Many organisations make use of factoring, by which their customer invoices (= account receivables) are sold to a factor, usually a bank, so that the organisations directly receive the value of their invoices.
When this large European bank grew its factoring activity by consolidating 17 entities, a coordination centre was set up and asked to provide a holistic view of the risks borne by the 17 entities worldwide. But those entities didn’t use a common operating system and were applying different risk policies. There was an urgent need to align all the factoring entities on transversal concepts and risk definitions, and to have a system to consolidate the risk positions of all the entities.
We deployed a dataFaktory, to which the data sources of the 17 factoring entities were connected, and uploaded automatically every month, with quality checks performed on the data. Cross-entity reporting offers multiple views, including trend analysis, data quality reports and performance indicators.

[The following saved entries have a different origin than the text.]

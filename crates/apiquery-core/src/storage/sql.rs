//! SQL rendering of query plans.

use std::fmt::Write;

use apiquery_proto::{SortOrder, Value};

use crate::catalog::{ColumnRef, Join, JoinCondition};
use crate::query::{Predicate, QueryPlan, SelectExpr, LIKE_ESCAPE};

/// IN lists up to this length bind every value.
const MAX_BOUND_IN: usize = 500;

/// Values per IN list once a list is split.
const IN_CHUNK: usize = 900;

/// A rendered statement with positional parameters.
#[derive(Debug, Clone, PartialEq)]
pub struct SqlStatement {
    /// SQL text with `?` placeholders.
    pub sql: String,
    /// Parameter values in placeholder order.
    pub params: Vec<Value>,
}

/// Render a plan to SQL.
pub fn render(plan: &QueryPlan) -> SqlStatement {
    let mut renderer = SqlRenderer::default();
    renderer.plan(plan);
    SqlStatement {
        sql: renderer.sql,
        params: renderer.params,
    }
}

#[derive(Default)]
struct SqlRenderer {
    sql: String,
    params: Vec<Value>,
}

impl SqlRenderer {
    fn plan(&mut self, plan: &QueryPlan) {
        self.sql.push_str("SELECT ");
        if plan.distinct {
            self.sql.push_str("DISTINCT ");
        }
        for (i, item) in plan.select.iter().enumerate() {
            if i > 0 {
                self.sql.push_str(", ");
            }
            match &item.expr {
                SelectExpr::Column(column) => self.column(column),
                SelectExpr::CountDistinct(column) => {
                    self.sql.push_str("COUNT(DISTINCT ");
                    self.column(column);
                    self.sql.push(')');
                }
            }
            self.sql.push_str(" AS ");
            self.ident(&item.name);
        }

        self.sql.push_str(" FROM ");
        self.table(&plan.table, &plan.alias);
        for join in &plan.joins {
            self.sql.push_str(" INNER JOIN ");
            self.table(&join.table, &join.alias);
            self.sql.push_str(" ON ");
            self.join_conditions(join);
        }

        if !plan.predicates.is_empty() {
            self.sql.push_str(" WHERE ");
            self.conjunction(&plan.predicates);
        }

        if !plan.group_by.is_empty() {
            self.sql.push_str(" GROUP BY ");
            for (i, column) in plan.group_by.iter().enumerate() {
                if i > 0 {
                    self.sql.push_str(", ");
                }
                self.column(column);
            }
        }

        if !plan.order_by.is_empty() {
            self.sql.push_str(" ORDER BY ");
            for (i, term) in plan.order_by.iter().enumerate() {
                if i > 0 {
                    self.sql.push_str(", ");
                }
                self.column(&term.column);
                self.sql.push_str(match term.order {
                    SortOrder::Asc => " ASC",
                    SortOrder::Desc => " DESC",
                });
            }
        }

        if let Some(limit) = plan.limit {
            let _ = write!(self.sql, " LIMIT {limit}");
        }
    }

    fn ident(&mut self, name: &str) {
        self.sql.push('"');
        self.sql.push_str(&name.replace('"', "\"\""));
        self.sql.push('"');
    }

    fn table(&mut self, table: &str, alias: &str) {
        self.ident(table);
        self.sql.push(' ');
        self.ident(alias);
    }

    fn column(&mut self, column: &ColumnRef) {
        self.ident(&column.alias);
        self.sql.push('.');
        self.ident(&column.column);
    }

    fn param(&mut self, value: Value) {
        self.sql.push('?');
        self.params.push(value);
    }

    /// Integer lists are written inline in chunks so batched key sets never
    /// run into the host parameter limit.
    fn long_in(&mut self, column: &ColumnRef, values: &[Value]) {
        self.sql.push('(');
        for (i, chunk) in values.chunks(IN_CHUNK).enumerate() {
            if i > 0 {
                self.sql.push_str(" OR ");
            }
            self.column(column);
            self.sql.push_str(" IN (");
            for (j, value) in chunk.iter().enumerate() {
                if j > 0 {
                    self.sql.push_str(", ");
                }
                match value {
                    Value::Int(n) => {
                        let _ = write!(self.sql, "{n}");
                    }
                    other => self.param(other.clone()),
                }
            }
            self.sql.push(')');
        }
        self.sql.push(')');
    }

    fn join_conditions(&mut self, join: &Join) {
        if join.on.is_empty() {
            self.sql.push_str("1=1");
            return;
        }
        for (i, condition) in join.on.iter().enumerate() {
            if i > 0 {
                self.sql.push_str(" AND ");
            }
            self.join_condition(condition);
        }
    }

    fn join_condition(&mut self, condition: &JoinCondition) {
        match condition {
            JoinCondition::Eq(left, right) => {
                self.column(left);
                self.sql.push_str(" = ");
                self.column(right);
            }
            JoinCondition::NullSafeEq(left, right) => {
                self.sql.push('(');
                self.column(left);
                self.sql.push_str(" = ");
                self.column(right);
                self.sql.push_str(" OR (");
                self.column(left);
                self.sql.push_str(" IS NULL AND ");
                self.column(right);
                self.sql.push_str(" IS NULL))");
            }
        }
    }

    fn conjunction(&mut self, predicates: &[Predicate]) {
        for (i, predicate) in predicates.iter().enumerate() {
            if i > 0 {
                self.sql.push_str(" AND ");
            }
            self.predicate(predicate);
        }
    }

    fn predicate(&mut self, predicate: &Predicate) {
        match predicate {
            Predicate::In { values, .. } if values.is_empty() => self.sql.push_str("1=0"),
            Predicate::In { column, values } if values.len() == 1 => {
                self.column(column);
                self.sql.push_str(" = ");
                self.param(values[0].clone());
            }
            Predicate::In { column, values } if values.len() <= MAX_BOUND_IN => {
                self.column(column);
                self.sql.push_str(" IN (");
                for (i, value) in values.iter().enumerate() {
                    if i > 0 {
                        self.sql.push_str(", ");
                    }
                    self.param(value.clone());
                }
                self.sql.push(')');
            }
            Predicate::In { column, values } => self.long_in(column, values),
            Predicate::Like {
                column,
                pattern,
                case_insensitive,
            } => {
                if *case_insensitive {
                    self.sql.push_str("UPPER(");
                    self.column(column);
                    self.sql.push(')');
                } else {
                    self.column(column);
                }
                self.sql.push_str(" LIKE ");
                self.param(Value::String(pattern.clone()));
                let _ = write!(self.sql, " ESCAPE '{LIKE_ESCAPE}'");
            }
            Predicate::Not(inner) => {
                self.sql.push_str("NOT (");
                self.predicate(inner);
                self.sql.push(')');
            }
            Predicate::And(items) if items.is_empty() => self.sql.push_str("1=1"),
            Predicate::And(items) => {
                self.sql.push('(');
                self.conjunction(items);
                self.sql.push(')');
            }
            Predicate::Or(items) if items.is_empty() => self.sql.push_str("1=0"),
            Predicate::Or(items) => {
                self.sql.push('(');
                for (i, item) in items.iter().enumerate() {
                    if i > 0 {
                        self.sql.push_str(" OR ");
                    }
                    self.predicate(item);
                }
                self.sql.push(')');
            }
            Predicate::Exists { joins, predicates } => {
                self.sql.push_str("EXISTS (SELECT 1 FROM ");
                for (i, join) in joins.iter().enumerate() {
                    if i > 0 {
                        self.sql.push_str(", ");
                    }
                    self.table(&join.table, &join.alias);
                }
                let conditions: Vec<&JoinCondition> =
                    joins.iter().flat_map(|join| join.on.iter()).collect();
                if !conditions.is_empty() || !predicates.is_empty() {
                    self.sql.push_str(" WHERE ");
                    for (i, condition) in conditions.iter().enumerate() {
                        if i > 0 {
                            self.sql.push_str(" AND ");
                        }
                        self.join_condition(condition);
                    }
                    if !conditions.is_empty() && !predicates.is_empty() {
                        self.sql.push_str(" AND ");
                    }
                    self.conjunction(predicates);
                }
                self.sql.push(')');
            }
            Predicate::False => self.sql.push_str("1=0"),
        }
    }
}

In less than 3 months, the management was able to get a consolidated view of its clients’ risks. The local risk managers receive relevant risk reporting, taking into account the group’s guidelines as well as the local specific reality.
The Head of Global Risk said: “We needed to provide within 3 months’ time a global overview over the risks associated with the activities of our 17 worldwide factoring entities, each working with its own IT system.
Using dFakto’s methodology and platform, we aligned the risk definitions across our 17 factoring entities, and the 90 data sources of the local systems have been aggregated into a dataFactory, with 400 enrichments and calculation rules, producing 30 automated reports. We now apply one common risk policy throughout all our entities, enabling our local risk managers to make better decisions based on accurate and comparable data.”